(INPUT MATERIAL begins)

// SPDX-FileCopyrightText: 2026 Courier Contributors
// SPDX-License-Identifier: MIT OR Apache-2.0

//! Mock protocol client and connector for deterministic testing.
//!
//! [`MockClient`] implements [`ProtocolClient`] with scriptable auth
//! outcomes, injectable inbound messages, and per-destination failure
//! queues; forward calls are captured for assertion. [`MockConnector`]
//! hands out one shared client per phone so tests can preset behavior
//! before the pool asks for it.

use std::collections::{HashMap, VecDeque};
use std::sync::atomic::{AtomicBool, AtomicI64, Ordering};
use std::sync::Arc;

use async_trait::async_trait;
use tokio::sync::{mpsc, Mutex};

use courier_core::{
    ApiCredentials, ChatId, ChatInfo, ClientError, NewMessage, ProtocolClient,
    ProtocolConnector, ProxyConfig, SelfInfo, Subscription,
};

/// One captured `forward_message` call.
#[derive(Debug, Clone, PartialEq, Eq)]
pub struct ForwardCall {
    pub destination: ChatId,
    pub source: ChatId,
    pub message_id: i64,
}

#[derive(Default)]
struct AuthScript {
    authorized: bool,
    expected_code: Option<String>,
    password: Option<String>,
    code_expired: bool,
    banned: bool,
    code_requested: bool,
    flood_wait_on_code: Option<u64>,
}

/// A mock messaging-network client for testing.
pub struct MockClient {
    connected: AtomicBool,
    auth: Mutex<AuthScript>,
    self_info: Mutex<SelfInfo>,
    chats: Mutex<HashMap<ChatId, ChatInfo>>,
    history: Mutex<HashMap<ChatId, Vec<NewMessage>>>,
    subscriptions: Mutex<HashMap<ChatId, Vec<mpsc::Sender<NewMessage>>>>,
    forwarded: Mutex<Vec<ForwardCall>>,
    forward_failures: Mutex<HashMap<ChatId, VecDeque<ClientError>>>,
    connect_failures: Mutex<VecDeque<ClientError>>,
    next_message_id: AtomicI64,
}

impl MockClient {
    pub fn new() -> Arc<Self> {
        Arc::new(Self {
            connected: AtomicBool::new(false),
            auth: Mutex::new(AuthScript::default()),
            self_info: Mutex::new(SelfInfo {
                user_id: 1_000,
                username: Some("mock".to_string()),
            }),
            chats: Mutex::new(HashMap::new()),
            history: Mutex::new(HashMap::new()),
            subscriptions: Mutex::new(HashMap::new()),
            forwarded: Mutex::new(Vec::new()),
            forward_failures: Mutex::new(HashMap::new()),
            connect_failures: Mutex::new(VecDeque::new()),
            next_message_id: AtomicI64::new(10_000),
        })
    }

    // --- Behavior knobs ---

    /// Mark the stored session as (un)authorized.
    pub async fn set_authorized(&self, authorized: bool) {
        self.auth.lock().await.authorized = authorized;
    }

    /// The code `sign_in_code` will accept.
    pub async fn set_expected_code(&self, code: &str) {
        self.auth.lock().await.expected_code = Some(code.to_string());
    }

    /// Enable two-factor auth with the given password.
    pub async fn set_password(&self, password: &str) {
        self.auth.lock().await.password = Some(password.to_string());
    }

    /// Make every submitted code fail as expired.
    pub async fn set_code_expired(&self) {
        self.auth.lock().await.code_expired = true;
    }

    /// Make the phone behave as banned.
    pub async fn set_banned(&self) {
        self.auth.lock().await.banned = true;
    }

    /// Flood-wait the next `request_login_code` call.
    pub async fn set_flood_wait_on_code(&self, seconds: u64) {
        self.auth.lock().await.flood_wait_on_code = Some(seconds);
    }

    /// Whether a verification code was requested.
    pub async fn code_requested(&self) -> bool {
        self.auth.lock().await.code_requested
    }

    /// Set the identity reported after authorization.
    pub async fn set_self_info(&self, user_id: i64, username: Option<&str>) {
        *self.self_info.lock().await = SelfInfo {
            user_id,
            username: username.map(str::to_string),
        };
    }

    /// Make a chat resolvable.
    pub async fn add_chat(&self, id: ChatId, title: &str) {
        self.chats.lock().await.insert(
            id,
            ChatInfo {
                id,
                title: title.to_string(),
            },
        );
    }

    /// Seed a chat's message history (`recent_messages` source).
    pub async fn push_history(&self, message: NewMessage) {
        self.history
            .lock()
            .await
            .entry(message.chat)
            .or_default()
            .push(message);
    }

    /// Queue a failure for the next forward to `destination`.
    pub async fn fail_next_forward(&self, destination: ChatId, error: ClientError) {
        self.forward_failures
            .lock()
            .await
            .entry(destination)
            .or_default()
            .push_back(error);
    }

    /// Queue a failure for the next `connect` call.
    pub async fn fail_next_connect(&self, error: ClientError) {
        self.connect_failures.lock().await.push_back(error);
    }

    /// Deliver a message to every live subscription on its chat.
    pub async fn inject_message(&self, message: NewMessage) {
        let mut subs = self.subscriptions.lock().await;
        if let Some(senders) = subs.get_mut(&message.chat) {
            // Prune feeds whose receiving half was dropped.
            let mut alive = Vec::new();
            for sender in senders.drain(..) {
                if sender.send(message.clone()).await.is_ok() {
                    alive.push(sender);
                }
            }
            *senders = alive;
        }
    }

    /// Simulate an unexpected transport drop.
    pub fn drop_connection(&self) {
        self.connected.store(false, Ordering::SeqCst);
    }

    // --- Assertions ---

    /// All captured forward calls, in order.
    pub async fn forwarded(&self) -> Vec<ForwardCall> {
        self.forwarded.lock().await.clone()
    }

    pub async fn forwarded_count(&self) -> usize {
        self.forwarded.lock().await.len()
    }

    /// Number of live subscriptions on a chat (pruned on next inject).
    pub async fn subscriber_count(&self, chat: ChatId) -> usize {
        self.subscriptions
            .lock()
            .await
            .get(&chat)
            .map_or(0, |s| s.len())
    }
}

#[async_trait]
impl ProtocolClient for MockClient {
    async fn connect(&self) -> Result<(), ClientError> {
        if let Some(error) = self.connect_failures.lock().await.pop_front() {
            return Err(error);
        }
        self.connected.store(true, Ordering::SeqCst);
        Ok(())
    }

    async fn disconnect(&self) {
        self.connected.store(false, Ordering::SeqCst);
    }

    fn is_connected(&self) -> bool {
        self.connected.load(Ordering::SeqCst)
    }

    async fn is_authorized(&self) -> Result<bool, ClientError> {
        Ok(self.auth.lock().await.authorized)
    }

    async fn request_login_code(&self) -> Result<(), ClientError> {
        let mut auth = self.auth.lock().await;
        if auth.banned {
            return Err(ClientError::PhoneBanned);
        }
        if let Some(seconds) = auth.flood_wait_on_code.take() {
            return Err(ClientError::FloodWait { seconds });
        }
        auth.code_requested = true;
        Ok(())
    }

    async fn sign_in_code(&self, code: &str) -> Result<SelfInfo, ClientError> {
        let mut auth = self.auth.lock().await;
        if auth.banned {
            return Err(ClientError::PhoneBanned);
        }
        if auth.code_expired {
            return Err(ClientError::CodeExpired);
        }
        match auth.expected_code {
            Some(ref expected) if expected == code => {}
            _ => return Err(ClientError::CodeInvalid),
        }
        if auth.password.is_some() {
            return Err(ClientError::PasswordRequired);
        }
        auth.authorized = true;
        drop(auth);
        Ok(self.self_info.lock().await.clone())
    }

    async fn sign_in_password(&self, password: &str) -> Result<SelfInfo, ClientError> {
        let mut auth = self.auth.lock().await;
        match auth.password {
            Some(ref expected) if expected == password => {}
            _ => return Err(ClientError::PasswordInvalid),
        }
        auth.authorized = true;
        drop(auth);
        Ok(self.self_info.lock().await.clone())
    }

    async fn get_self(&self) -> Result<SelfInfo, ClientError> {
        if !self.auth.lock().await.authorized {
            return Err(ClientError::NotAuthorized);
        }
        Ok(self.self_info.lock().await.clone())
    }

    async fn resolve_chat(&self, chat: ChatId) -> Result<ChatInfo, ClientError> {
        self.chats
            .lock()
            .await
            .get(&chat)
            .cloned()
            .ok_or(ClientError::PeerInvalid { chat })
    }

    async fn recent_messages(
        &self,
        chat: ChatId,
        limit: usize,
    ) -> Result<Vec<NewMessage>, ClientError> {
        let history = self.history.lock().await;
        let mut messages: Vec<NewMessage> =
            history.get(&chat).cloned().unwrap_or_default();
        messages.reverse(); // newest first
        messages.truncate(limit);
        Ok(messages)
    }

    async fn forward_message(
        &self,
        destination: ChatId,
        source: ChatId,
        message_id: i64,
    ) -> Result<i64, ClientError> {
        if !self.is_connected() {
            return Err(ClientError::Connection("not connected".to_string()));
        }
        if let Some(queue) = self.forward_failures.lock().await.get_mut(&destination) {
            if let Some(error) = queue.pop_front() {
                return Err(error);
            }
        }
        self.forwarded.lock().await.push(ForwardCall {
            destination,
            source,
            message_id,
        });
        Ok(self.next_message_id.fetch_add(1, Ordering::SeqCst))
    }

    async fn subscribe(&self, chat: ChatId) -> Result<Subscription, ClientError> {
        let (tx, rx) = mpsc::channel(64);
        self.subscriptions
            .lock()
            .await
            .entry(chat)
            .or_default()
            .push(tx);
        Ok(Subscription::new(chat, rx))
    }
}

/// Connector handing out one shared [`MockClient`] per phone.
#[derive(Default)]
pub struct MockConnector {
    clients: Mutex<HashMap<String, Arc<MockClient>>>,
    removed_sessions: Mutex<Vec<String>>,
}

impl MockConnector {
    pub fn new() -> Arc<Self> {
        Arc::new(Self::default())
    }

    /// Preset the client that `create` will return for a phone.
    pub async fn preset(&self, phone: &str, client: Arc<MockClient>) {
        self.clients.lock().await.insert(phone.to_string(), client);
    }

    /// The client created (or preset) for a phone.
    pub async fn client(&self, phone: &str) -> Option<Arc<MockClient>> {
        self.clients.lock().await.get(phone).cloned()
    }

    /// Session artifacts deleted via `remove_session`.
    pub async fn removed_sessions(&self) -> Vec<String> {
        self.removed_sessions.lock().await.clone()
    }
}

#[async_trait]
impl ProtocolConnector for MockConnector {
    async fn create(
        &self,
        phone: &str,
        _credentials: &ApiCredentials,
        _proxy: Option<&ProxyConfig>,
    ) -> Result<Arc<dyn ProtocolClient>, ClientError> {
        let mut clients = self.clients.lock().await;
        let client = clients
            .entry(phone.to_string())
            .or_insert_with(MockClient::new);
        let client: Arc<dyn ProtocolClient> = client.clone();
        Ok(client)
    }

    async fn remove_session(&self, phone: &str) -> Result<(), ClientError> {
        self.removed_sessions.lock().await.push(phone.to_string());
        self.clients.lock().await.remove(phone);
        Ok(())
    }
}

(INPUT MATERIAL ends)
(INPUT MATERIAL begins)

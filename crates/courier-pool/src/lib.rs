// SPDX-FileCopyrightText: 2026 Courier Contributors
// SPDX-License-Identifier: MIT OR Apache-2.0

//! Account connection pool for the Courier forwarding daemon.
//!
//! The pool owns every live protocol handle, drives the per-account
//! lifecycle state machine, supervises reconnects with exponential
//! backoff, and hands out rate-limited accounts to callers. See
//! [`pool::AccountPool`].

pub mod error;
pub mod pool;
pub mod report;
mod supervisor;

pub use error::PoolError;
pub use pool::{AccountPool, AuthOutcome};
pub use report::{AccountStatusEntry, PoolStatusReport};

(INPUT MATERIAL ends)

→ **TASK DETAILS**: Using the material above, please count the lines in which the word "calls" occurs and give the number with nothing added.

→ **RESPONSE TO THE TASK**: 2